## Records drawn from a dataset
○ ○ ○

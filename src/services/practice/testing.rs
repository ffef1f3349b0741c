//! Test doubles shared by the practice service tests.

use std::collections::VecDeque;
use std::sync::atomic::{AtomicUsize, Ordering};
use std::sync::{Arc, Mutex};

use async_trait::async_trait;
use interview_arena_llm::{
    GenerationClient, LlmError, LlmProvider, LlmRequestOptions, LlmResponse, LlmResult,
    ProviderConfig, RetryPolicy,
};

/// Provider answering from per-prompt scripts.
///
/// Each route is a prompt substring with a queue of canned responses; the
/// first route whose needle occurs in the prompt answers. An exhausted route
/// yields a server error.
pub struct ScriptedProvider {
    routes: Mutex<Vec<(String, VecDeque<LlmResult<LlmResponse>>)>>,
    calls: AtomicUsize,
    config: ProviderConfig,
}

impl ScriptedProvider {
    /// One queue answering every prompt in order.
    pub fn texts(texts: &[&str]) -> Arc<Self> {
        Self::routed(&[("", texts)])
    }

    pub fn routed(routes: &[(&str, &[&str])]) -> Arc<Self> {
        let routes = routes
            .iter()
            .map(|(needle, texts)| {
                let queue = texts
                    .iter()
                    .map(|t| Ok(LlmResponse::text("test-model", *t)))
                    .collect();
                (needle.to_string(), queue)
            })
            .collect();
        Arc::new(Self {
            routes: Mutex::new(routes),
            calls: AtomicUsize::new(0),
            config: ProviderConfig::default(),
        })
    }

    pub fn calls(&self) -> usize {
        self.calls.load(Ordering::SeqCst)
    }
}

#[async_trait]
impl LlmProvider for ScriptedProvider {
    fn name(&self) -> &'static str {
        "scripted"
    }

    async fn generate(
        &self,
        _model: &str,
        prompt: &str,
        _options: &LlmRequestOptions,
    ) -> LlmResult<LlmResponse> {
        self.calls.fetch_add(1, Ordering::SeqCst);
        let mut routes = self.routes.lock().unwrap();
        routes
            .iter_mut()
            .find(|(needle, _)| prompt.contains(needle.as_str()))
            .and_then(|(_, queue)| queue.pop_front())
            .unwrap_or_else(|| {
                Err(LlmError::ServerError {
                    message: "script exhausted".to_string(),
                    status: Some(500),
                })
            })
    }

    async fn health_check(&self) -> LlmResult<()> {
        Ok(())
    }

    fn config(&self) -> &ProviderConfig {
        &self.config
    }
}

/// Single-model client without retries or backoff.
pub fn client_with(provider: Arc<ScriptedProvider>) -> Arc<GenerationClient> {
    Arc::new(
        GenerationClient::new(provider, vec!["test-model".to_string()])
            .with_retry_policy(RetryPolicy::immediate(1)),
    )
}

○ ○ ○

## ASSIGNMENT
Beginning at the line above with "practice service tests." and finishing at the line with "prompt in order.", return each line exactly and return nothing else.

## ANSWER FOR THIS EXERCISE
//! Test doubles shared by the practice service tests.

use std::collections::VecDeque;
use std::sync::atomic::{AtomicUsize, Ordering};
use std::sync::{Arc, Mutex};

use async_trait::async_trait;
use interview_arena_llm::{
    GenerationClient, LlmError, LlmProvider, LlmRequestOptions, LlmResponse, LlmResult,
    ProviderConfig, RetryPolicy,
};

/// Provider answering from per-prompt scripts.
///
/// Each route is a prompt substring with a queue of canned responses; the
/// first route whose needle occurs in the prompt answers. An exhausted route
/// yields a server error.
pub struct ScriptedProvider {
    routes: Mutex<Vec<(String, VecDeque<LlmResult<LlmResponse>>)>>,
    calls: AtomicUsize,
    config: ProviderConfig,
}

impl ScriptedProvider {
    /// One queue answering every prompt in order.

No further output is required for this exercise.